Start of MATERIAL SHOWN

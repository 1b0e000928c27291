pub mod inventory;
pub mod orders;
pub mod packages;
pub mod returns;
pub mod transports;

use crate::db::DbPool;
use crate::events::EventSender;
use std::sync::Arc;

// Re-export AppState so handler modules can import it as crate::handlers::AppState
pub use crate::AppState;

/// Services layer that encapsulates business logic used by HTTP handlers
#[derive(Clone)]
pub struct AppServices {
    pub inventory: Arc<crate::services::inventory::InventoryService>,
    pub orders: Arc<crate::services::orders::OrderService>,
    pub packages: Arc<crate::services::packages::PackageService>,
    pub transports: Arc<crate::services::transports::TransportService>,
    pub returns: Arc<crate::services::returns::ReturnService>,
}

impl AppServices {
    /// Build the services container over one connection pool and one event
    /// channel.
    pub fn new(db_pool: Arc<DbPool>, event_sender: EventSender) -> Self {
        let inventory = Arc::new(crate::services::inventory::InventoryService::new(
            db_pool.clone(),
            event_sender.clone(),
        ));
        let orders = Arc::new(crate::services::orders::OrderService::new(
            db_pool.clone(),
            event_sender.clone(),
        ));
        let packages = Arc::new(crate::services::packages::PackageService::new(
            db_pool.clone(),
            event_sender.clone(),
        ));
        let transports = Arc::new(crate::services::transports::TransportService::new(
            db_pool.clone(),
            event_sender.clone(),
        ));
        let returns = Arc::new(crate::services::returns::ReturnService::new(
            db_pool,
            event_sender,
        ));

        Self {
            inventory,
            orders,
            packages,
            transports,
            returns,
        }
    }
}
use chrono::{DateTime, Utc};
use rust_decimal::Decimal;
use sea_orm::entity::prelude::*;
use serde::{Deserialize, Serialize};
use std::fmt;
use std::str::FromStr;
use utoipa::ToSchema;

/// Package status enumeration.
///
/// `pending` and `ready_for_dispatch` are owned by the packing workflow;
/// `dispatched` is set when a transport is assigned; `in_transit`,
/// `delivered` and `returned` are projections of the transport and return
/// lifecycles and are never writable directly.
#[derive(
    Debug, Clone, Copy, PartialEq, Eq, Serialize, Deserialize, EnumIter, DeriveActiveEnum, ToSchema,
)]
#[sea_orm(rs_type = "String", db_type = "Text")]
#[serde(rename_all = "snake_case")]
pub enum PackageStatus {
    #[sea_orm(string_value = "pending")]
    Pending,
    #[sea_orm(string_value = "ready_for_dispatch")]
    ReadyForDispatch,
    #[sea_orm(string_value = "dispatched")]
    Dispatched,
    #[sea_orm(string_value = "in_transit")]
    InTransit,
    #[sea_orm(string_value = "delivered")]
    Delivered,
    #[sea_orm(string_value = "returned")]
    Returned,
}

impl PackageStatus {
    pub fn as_str(&self) -> &'static str {
        match self {
            PackageStatus::Pending => "pending",
            PackageStatus::ReadyForDispatch => "ready_for_dispatch",
            PackageStatus::Dispatched => "dispatched",
            PackageStatus::InTransit => "in_transit",
            PackageStatus::Delivered => "delivered",
            PackageStatus::Returned => "returned",
        }
    }

    /// Legal forward edges of the package state machine.
    pub fn can_transition_to(&self, next: PackageStatus) -> bool {
        use PackageStatus::*;
        matches!(
            (self, next),
            (Pending, ReadyForDispatch)
                | (ReadyForDispatch, Dispatched)
                | (Dispatched, InTransit)
                | (InTransit, Delivered)
                | (Delivered, Returned)
        )
    }
}

impl fmt::Display for PackageStatus {
    fn fmt(&self, f: &mut fmt::Formatter<'_>) -> fmt::Result {
        f.write_str(self.as_str())
    }
}

impl FromStr for PackageStatus {
    type Err = String;

    fn from_str(s: &str) -> Result<Self, Self::Err> {
        match s.to_ascii_lowercase().as_str() {
            "pending" => Ok(PackageStatus::Pending),
            "ready_for_dispatch" => Ok(PackageStatus::ReadyForDispatch),
            "dispatched" => Ok(PackageStatus::Dispatched),
            "in_transit" => Ok(PackageStatus::InTransit),
            "delivered" => Ok(PackageStatus::Delivered),
            "returned" => Ok(PackageStatus::Returned),
            other => Err(format!("unknown package status: {other}")),
        }
    }
}

/// The physical unit assembled from allocated batches for one order.
/// Retained forever for audit; one primary package per order.
#[derive(Clone, Debug, PartialEq, DeriveEntityModel, Serialize, Deserialize)]
#[sea_orm(table_name = "packages")]
pub struct Model {
    #[sea_orm(primary_key, auto_increment = false)]
    pub id: Uuid,
    #[sea_orm(unique)]
    pub package_code: String,
    #[sea_orm(unique)]
    pub order_id: Uuid,
    pub status: PackageStatus,
    #[sea_orm(column_type = "Decimal(Some((19, 4)))")]
    pub total_value: Decimal,
    #[sea_orm(column_type = "Decimal(Some((10, 3)))", nullable)]
    pub weight_kg: Option<Decimal>,
    pub dimensions_cm: Option<String>,
    pub notes: Option<String>,
    pub created_at: DateTime<Utc>,
    pub updated_at: DateTime<Utc>,
}

#[derive(Copy, Clone, Debug, EnumIter, DeriveRelation)]
pub enum Relation {
    #[sea_orm(
        belongs_to = "super::order::Entity",
        from = "Column::OrderId",
        to = "super::order::Column::Id"
    )]
    Order,
    #[sea_orm(has_many = "super::package_item::Entity")]
    PackageItems,
    #[sea_orm(has_many = "super::batch_allocation::Entity")]
    BatchAllocations,
    #[sea_orm(has_many = "super::transport::Entity")]
    Transports,
}

impl Related<super::order::Entity> for Entity {
    fn to() -> RelationDef {
        Relation::Order.def()
    }
}

impl Related<super::package_item::Entity> for Entity {
    fn to() -> RelationDef {
        Relation::PackageItems.def()
    }
}

impl Related<super::batch_allocation::Entity> for Entity {
    fn to() -> RelationDef {
        Relation::BatchAllocations.def()
    }
}

impl Related<super::transport::Entity> for Entity {
    fn to() -> RelationDef {
        Relation::Transports.def()
    }
}

impl ActiveModelBehavior for ActiveModel {}

#[cfg(test)]
mod tests {
    use super::*;

    #[test]
    fn package_transitions_follow_the_chain() {
        use PackageStatus::*;
        assert!(Pending.can_transition_to(ReadyForDispatch));
        assert!(ReadyForDispatch.can_transition_to(Dispatched));
        assert!(Dispatched.can_transition_to(InTransit));
        assert!(InTransit.can_transition_to(Delivered));
        assert!(Delivered.can_transition_to(Returned));

        assert!(!Pending.can_transition_to(Dispatched));
        assert!(!ReadyForDispatch.can_transition_to(InTransit));
        assert!(!Dispatched.can_transition_to(Delivered));
        assert!(!Delivered.can_transition_to(Pending));
        assert!(!Returned.can_transition_to(Delivered));
    }
}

End of MATERIAL SHOWN

Working through the entries above, copy every line in which "Decimal" is found.

• [RESPONSE BELOW]:
use rust_decimal::Decimal;
    #[sea_orm(column_type = "Decimal(Some((19, 4)))")]
    pub total_value: Decimal,
    #[sea_orm(column_type = "Decimal(Some((10, 3)))", nullable)]
    pub weight_kg: Option<Decimal>,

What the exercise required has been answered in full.